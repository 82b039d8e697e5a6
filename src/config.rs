// SPDX-License-Identifier: AGPL-3.0-or-later
//
// Copyright (C) 2026 Relational Network

//! # Runtime Configuration
//!
//! Environment variable names, defaults and the loader that turns them into a
//! [`GatewayConfig`] at startup.
//!
//! ## Environment Variables
//!
//! | Variable | Description | Default |
//! |----------|-------------|---------|
//! | `COGNITO_USER_POOL_ID` | User pool id | Required |
//! | `COGNITO_APP_CLIENT_ID` | App client id, also the expected token audience | Required |
//! | `COGNITO_APP_CLIENT_SECRET` | App client secret | Required |
//! | `AWS_REGION` | Region of the user pool | `us-east-1` |
//! | `COGNITO_ENDPOINT` | User pool API endpoint override | SDK regional endpoint |
//! | `COGNITO_ISSUER` | Expected JWT issuer claim | `https://cognito-idp.{region}.amazonaws.com/{pool}` |
//! | `AWS_ACCESS_KEY_ID` | Explicit credentials for the admin password reset | Default provider chain |
//! | `AWS_SECRET_ACCESS_KEY` | Explicit credentials for the admin password reset | Default provider chain |
//! | `AWS_SESSION_TOKEN` | Temporary credential session token | Optional |
//! | `JWT_LEEWAY_SECS` | Clock skew tolerance for `exp` | `0` |
//! | `HOST` | Server bind address | `0.0.0.0` |
//! | `PORT` | Server bind port | `5000` |
//! | `LOG_FORMAT` | Logging format (`json` or `pretty`) | `pretty` |
//! | `RUST_LOG` | Log level filter | `info,tower_http=debug` |

use std::{fmt, net::SocketAddr};

use crate::{
    flows::ClientCredentials,
    providers::{AwsCredentials, CognitoSettings},
};

pub const USER_POOL_ID_ENV: &str = "COGNITO_USER_POOL_ID";
pub const CLIENT_ID_ENV: &str = "COGNITO_APP_CLIENT_ID";
pub const CLIENT_SECRET_ENV: &str = "COGNITO_APP_CLIENT_SECRET";
pub const REGION_ENV: &str = "AWS_REGION";
pub const ENDPOINT_ENV: &str = "COGNITO_ENDPOINT";
pub const ISSUER_ENV: &str = "COGNITO_ISSUER";
pub const ACCESS_KEY_ID_ENV: &str = "AWS_ACCESS_KEY_ID";
pub const SECRET_ACCESS_KEY_ENV: &str = "AWS_SECRET_ACCESS_KEY";
pub const SESSION_TOKEN_ENV: &str = "AWS_SESSION_TOKEN";
pub const LEEWAY_ENV: &str = "JWT_LEEWAY_SECS";
pub const HOST_ENV: &str = "HOST";
pub const PORT_ENV: &str = "PORT";

/// Environment variable selecting the log output format.
pub const LOG_FORMAT_ENV: &str = "LOG_FORMAT";

pub const DEFAULT_REGION: &str = "us-east-1";
pub const DEFAULT_HOST: &str = "0.0.0.0";
pub const DEFAULT_PORT: u16 = 5000;

/// Filter used when `RUST_LOG` is unset.
pub const DEFAULT_LOG_FILTER: &str = "info,tower_http=debug";

#[derive(Debug, thiserror::Error, PartialEq, Eq)]
pub enum ConfigError {
    #[error("missing required environment variable {0}")]
    Missing(&'static str),

    #[error("invalid value for {name}: {reason}")]
    Invalid { name: &'static str, reason: String },
}

#[derive(Debug, Clone, Copy, PartialEq, Eq)]
pub enum LogFormat {
    Json,
    Pretty,
}

impl LogFormat {
    /// `json` (any case) selects JSON; anything else is pretty.
    pub fn parse(value: Option<&str>) -> Self {
        match value {
            Some(v) if v.trim().eq_ignore_ascii_case("json") => LogFormat::Json,
            _ => LogFormat::Pretty,
        }
    }

    pub fn from_env() -> Self {
        Self::parse(std::env::var(LOG_FORMAT_ENV).ok().as_deref())
    }
}

#[derive(Clone)]
pub struct GatewayConfig {
    pub bind_addr: SocketAddr,
    pub region: String,
    pub user_pool_id: String,
    pub client: ClientCredentials,
    /// Provider endpoint override
    pub endpoint: Option<String>,
    pub issuer: String,
    pub aws_credentials: Option<AwsCredentials>,
    pub jwt_leeway_secs: u64,
}

impl fmt::Debug for GatewayConfig {
    fn fmt(&self, f: &mut fmt::Formatter<'_>) -> fmt::Result {
        f.debug_struct("GatewayConfig")
            .field("bind_addr", &self.bind_addr)
            .field("region", &self.region)
            .field("user_pool_id", &self.user_pool_id)
            .field("client", &self.client)
            .field("endpoint", &self.endpoint)
            .field("issuer", &self.issuer)
            .field("aws_credentials", &self.aws_credentials)
            .field("jwt_leeway_secs", &self.jwt_leeway_secs)
            .finish()
    }
}

impl GatewayConfig {
    pub fn from_env() -> Result<Self, ConfigError> {
        Self::from_lookup(|name| std::env::var(name).ok())
    }

    /// Build from an arbitrary variable source.
    pub fn from_lookup<F>(lookup: F) -> Result<Self, ConfigError>
    where
        F: Fn(&str) -> Option<String>,
    {
        let env = Env(lookup);

        let user_pool_id = env.required(USER_POOL_ID_ENV)?;
        let client = ClientCredentials {
            client_id: env.required(CLIENT_ID_ENV)?,
            client_secret: env.required(CLIENT_SECRET_ENV)?,
        };
        let region = env.or_default(REGION_ENV, DEFAULT_REGION);
        let endpoint = env.optional(ENDPOINT_ENV);
        let issuer = env
            .optional(ISSUER_ENV)
            .unwrap_or_else(|| default_issuer(&region, &user_pool_id));

        let aws_credentials = match (
            env.optional(ACCESS_KEY_ID_ENV),
            env.optional(SECRET_ACCESS_KEY_ENV),
        ) {
            (Some(access_key_id), Some(secret_access_key)) => Some(AwsCredentials {
                access_key_id,
                secret_access_key,
                session_token: env.optional(SESSION_TOKEN_ENV),
            }),
            (None, None) => None,
            (Some(_), None) => {
                return Err(ConfigError::Invalid {
                    name: SECRET_ACCESS_KEY_ENV,
                    reason: format!("required when {ACCESS_KEY_ID_ENV} is set"),
                })
            }
            (None, Some(_)) => {
                return Err(ConfigError::Invalid {
                    name: ACCESS_KEY_ID_ENV,
                    reason: format!("required when {SECRET_ACCESS_KEY_ENV} is set"),
                })
            }
        };

        let jwt_leeway_secs = env.parsed(LEEWAY_ENV, 0u64)?;
        let port = env.parsed(PORT_ENV, DEFAULT_PORT)?;
        let host = env.or_default(HOST_ENV, DEFAULT_HOST);
        let bind_addr = format!("{host}:{port}")
            .parse::<SocketAddr>()
            .map_err(|e| ConfigError::Invalid {
                name: HOST_ENV,
                reason: format!("{host}: {e}"),
            })?;

        Ok(Self {
            bind_addr,
            region,
            user_pool_id,
            client,
            endpoint,
            issuer,
            aws_credentials,
            jwt_leeway_secs,
        })
    }
}

impl GatewayConfig {
    /// Settings for the Cognito client.
    pub fn cognito_settings(&self) -> CognitoSettings {
        CognitoSettings {
            region: self.region.clone(),
            user_pool_id: self.user_pool_id.clone(),
            endpoint: self.endpoint.clone(),
            credentials: self.aws_credentials.clone(),
        }
    }
}

/// Issuer of tokens minted by a Cognito user pool.
pub fn default_issuer(region: &str, user_pool_id: &str) -> String {
    format!("https://cognito-idp.{region}.amazonaws.com/{user_pool_id}")
}

struct Env<F>(F);

impl<F> Env<F>
where
    F: Fn(&str) -> Option<String>,
{
    /// Trimmed value; empty counts as unset.
    fn optional(&self, name: &str) -> Option<String> {
        (self.0)(name)
            .map(|v| v.trim().to_string())
            .filter(|v| !v.is_empty())
    }

    fn required(&self, name: &'static str) -> Result<String, ConfigError> {
        self.optional(name).ok_or(ConfigError::Missing(name))
    }

    fn or_default(&self, name: &str, default: &str) -> String {
        self.optional(name).unwrap_or_else(|| default.to_string())
    }

    fn parsed<T>(&self, name: &'static str, default: T) -> Result<T, ConfigError>
    where
        T: std::str::FromStr,
        T::Err: fmt::Display,
    {
        match self.optional(name) {
            Some(value) => value.parse().map_err(|e: T::Err| ConfigError::Invalid {
                name,
                reason: format!("{value}: {e}"),
            }),
            None => Ok(default),
        }
    }
}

########################################

• Task brief:
Among the lines of the data above, count those holding "impl" and state only the number.

• Task answer:
5